Methods: The authors studied 19 patients with intractable partial epilepsy and an isolated structural cerebral lesion (10 TL, 9 extra-TL; 10 cortical dysplasia [CD], 9 non-CD lesions). Proton MRS imaging was used to determine the average relative resonance intensity of NAA for the TL regions of the left and right hemispheres. Values less than two SDs below the mean of normal control subjects were considered abnormal.

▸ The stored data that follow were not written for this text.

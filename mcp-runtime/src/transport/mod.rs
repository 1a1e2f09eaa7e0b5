//! Transport layer abstraction and implementations.
//!
//! A transport moves encoded JSON-RPC messages between the local role and its
//! peer. Three implementations are provided:
//!
//! - **stdio**: newline-delimited JSON over paired streams, either attached
//!   to existing streams or spawning a child process
//! - **HTTP+SSE**: HTTP POST for outbound messages, a Server-Sent Events
//!   stream for inbound, with resumable reconnect
//! - **WebSocket**: bidirectional text frames with keepalive and reconnect,
//!   in both client and single-client server modes
//!
//! Every transport is a small state machine
//! (`Disconnected → Connecting → Connected → Disconnecting → Disconnected`,
//! plus `Error`) and reports everything it observes through a single-consumer
//! event stream: received messages, state changes, and errors, serialized in
//! the order they occurred.

pub mod config;
pub mod factory;

#[cfg(feature = "stdio")]
pub mod stdio;

#[cfg(feature = "http-sse")]
pub mod http_sse;

#[cfg(feature = "websocket")]
pub mod websocket;

pub use config::*;
pub use factory::*;

use std::sync::{Arc, Mutex};

use async_trait::async_trait;
use tokio::sync::mpsc;

use crate::error::{McpResult, TransportError};
use crate::messages::JsonRpcMessage;

/// Connection states of a transport.
#[derive(Debug, Clone, Copy, PartialEq, Eq)]
pub enum TransportState {
    /// No connection exists
    Disconnected,
    /// A connection attempt (or reconnect attempt) is in progress
    Connecting,
    /// The transport is ready to carry messages
    Connected,
    /// An orderly shutdown is in progress
    Disconnecting,
    /// The transport failed terminally
    Error,
}

impl std::fmt::Display for TransportState {
    fn fmt(&self, f: &mut std::fmt::Formatter<'_>) -> std::fmt::Result {
        let name = match self {
            TransportState::Disconnected => "disconnected",
            TransportState::Connecting => "connecting",
            TransportState::Connected => "connected",
            TransportState::Disconnecting => "disconnecting",
            TransportState::Error => "error",
        };
        write!(f, "{name}")
    }
}

/// Events emitted by a transport, serialized per instance.
#[derive(Debug)]
pub enum TransportEvent {
    /// A decoded message arrived from the peer
    Message(JsonRpcMessage),

    /// The transport moved between states
    StateChanged {
        /// State before the transition
        old: TransportState,
        /// State after the transition
        new: TransportState,
    },

    /// A recoverable or terminal transport error occurred
    Error(TransportError),
}

/// Core transport trait for MCP communication.
///
/// Implementations carry one JSON message per [`send`](Transport::send) call
/// and deliver everything inbound through the event receiver returned by
/// [`take_events`](Transport::take_events).
///
/// Contract:
///
/// - `send` is rejected with a transport error unless the state is
///   `Connected` (the HTTP+SSE transport additionally permits POSTs while
///   `Connecting`, so the initialize round-trip can overlap SSE setup)
/// - `disconnect` is idempotent
/// - `connect` from any state other than `Disconnected` fails immediately
#[async_trait]
pub trait Transport: Send {
    /// Short name of the transport kind, for logs and errors.
    fn transport_type(&self) -> &'static str;

    /// Current connection state.
    fn state(&self) -> TransportState;

    /// Establish the underlying connection.
    async fn connect(&mut self) -> McpResult<()>;

    /// Tear the connection down. Safe to call repeatedly.
    async fn disconnect(&mut self) -> McpResult<()>;

    /// Send one JSON-RPC message to the peer.
    ///
    /// Completion of the returned future means the message has been handed
    /// to the underlying stream's write completion, not merely queued.
    async fn send(&mut self, message: JsonRpcMessage) -> McpResult<()>;

    /// Take the single-consumer event receiver.
    ///
    /// Returns `None` after the first call; there is exactly one consumer
    /// per transport instance.
    fn take_events(&mut self) -> Option<mpsc::UnboundedReceiver<TransportEvent>>;
}

/// Shared bookkeeping for transport implementations: the current state and
/// the event channel, cloneable into reader/reconnect tasks.
#[derive(Clone)]
pub(crate) struct TransportShared {
    transport_type: &'static str,
    state: Arc<Mutex<TransportState>>,
    events: mpsc::UnboundedSender<TransportEvent>,
}

impl TransportShared {
    /// Create the shared half and the event receiver handed to the consumer.
    pub(crate) fn new(
        transport_type: &'static str,
    ) -> (Self, mpsc::UnboundedReceiver<TransportEvent>) {
        let (events, receiver) = mpsc::unbounded_channel();
        (
            Self {
                transport_type,
                state: Arc::new(Mutex::new(TransportState::Disconnected)),
                events,
            },
            receiver,
        )
    }

    pub(crate) fn state(&self) -> TransportState {
        *self.state.lock().expect("transport state lock poisoned")
    }

    /// Transition to `new`, emitting a state-changed event when it differs.
    pub(crate) fn set_state(&self, new: TransportState) {
        let old = {
            let mut guard = self.state.lock().expect("transport state lock poisoned");
            std::mem::replace(&mut *guard, new)
        };
        if old != new {
            tracing::debug!(
                transport = self.transport_type,
                %old,
                %new,
                "transport state changed"
            );
            let _ = self.events.send(TransportEvent::StateChanged { old, new });
        }
    }

    pub(crate) fn emit_message(&self, message: JsonRpcMessage) {
        let _ = self.events.send(TransportEvent::Message(message));
    }

    pub(crate) fn emit_error(&self, error: TransportError) {
        tracing::warn!(transport = self.transport_type, %error, "transport error");
        let _ = self.events.send(TransportEvent::Error(error));
    }

    /// The error returned when an operation requires a state the transport
    /// is not in.
    pub(crate) fn not_connected(&self, reason: impl Into<String>) -> TransportError {
        TransportError::NotConnected {
            transport_type: self.transport_type.to_string(),
            reason: reason.into(),
        }
    }

    /// Guard for `connect`: only legal from `Disconnected`.
    pub(crate) fn check_can_connect(&self) -> McpResult<()> {
        let state = self.state();
        if state != TransportState::Disconnected {
            return Err(TransportError::ConnectionFailed {
                transport_type: self.transport_type.to_string(),
                reason: format!("connect called in state {state}"),
            }
            .into());
        }
        Ok(())
    }
}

Results: Fourteen patients (74%) had abnormally low NAA relative to creatine (NAA/Cr) in at least one TL. Three-way analysis of variance (ANOVA; lesion pathology, lesion location, side of NAA/Cr decrease) showed that ipsilateral NAA/Cr was lower than contralateral (p = 0. 04). Three-way ANOVA (lesion location, generalized tonic-clonic seizures, side of NAA/Cr decrease) showed that generalized tonic-clonic seizures were associated with lower TL NAA/Cr (p = 0. 02). Lesion location and pathology showed no main effect on the NAA-to-Cr ratio in either analysis (p > 0.05). Linear regression analyses between seizure duration and NAA/Cr decrease was not significant.
Conclusion: The authors demonstrated abnormally low TL NAA/Cr in the majority of patients with structural cerebral lesions. This abnormality did not differ with lesion location or pathology. They propose that the altered function of neuronal networks by an isolated structural cerebral lesion results in remote "functional dual pathology."